Diabetes Risk Categories:

In 1997 and 2003, a committee specializing in the diagnosis and classification of diabetes mellitus identified an intermediate group of people whose glucose levels did not meet diabetes standards but were higher than normal. These individuals were defined as impaired fasting glucose (IFG) [fasting plasma glucose (FPG), 100 mg / dl (5.6mmol / l) to 125 mg / dl], or impaired glucose tolerance (IGT)] 2-hour test values Oral glucose tolerance (OGTT) equivalent to 140 mg / dl to 199 mg / dl [.

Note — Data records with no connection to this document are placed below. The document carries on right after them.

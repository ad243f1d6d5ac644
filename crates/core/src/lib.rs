//! Portfolio Core - Shared types library.
//!
//! This crate provides the domain types used across the portfolio components:
//! - `client` - Session, authentication, moderation and public form logic
//! - `cli` - Command-line front end for the site backend
//! - `integration-tests` - Mock backend speaking the same wire format
//!
//! # Architecture
//!
//! The core crate contains only types and validation - no I/O, no storage,
//! no HTTP clients. Wire-format quirks of the backend (two testimonial shapes,
//! SQLite timestamps, integer booleans) are absorbed here at the decode
//! boundary so the rest of the workspace sees one canonical model.
//!
//! # Modules
//!
//! - [`types`] - Typed ids, emails, roles, statuses and resource records

#![cfg_attr(not(test), forbid(unsafe_code))]

pub mod types;

pub use types::*;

People with IFG or IGT are referred to as prediabetes, which indicates a relatively high risk of developing diabetes in the future. IFG and IGT should not be seen as a clinical problem in themselves, but rather as a risk factor for diabetes as well as cardiovascular disease. They can be considered as intermediate stages in each of the disease processes listed in Table 1. IFG and IGT are associated with obesity (especially abdominal or visceral obesity), dyslipidemia with high triglycerides or low HDL cholesterol, and high blood pressure. Interventions by organizing lifestyles, with the goal of increasing physical activity and losing 5 to 10 percent of body weight, and specific medications have been shown to prevent or delay the development of diabetes in people with IGT; The potential effect of such interventions in reducing mortality or the occurrence of cardiovascular disease has not been demonstrated to date. It should be noted that a report by the ADA Committee of Experts in 2003 reduced the FPG low clearance point for IFG excretion from 110 mg / dl to 100 mg / dl, in part to ensure that the prevalence of IFG was similar to that of IGT. However, the World Health Organization (WHO) and many other diabetes organizations did not adopt this change in the definition of IFG.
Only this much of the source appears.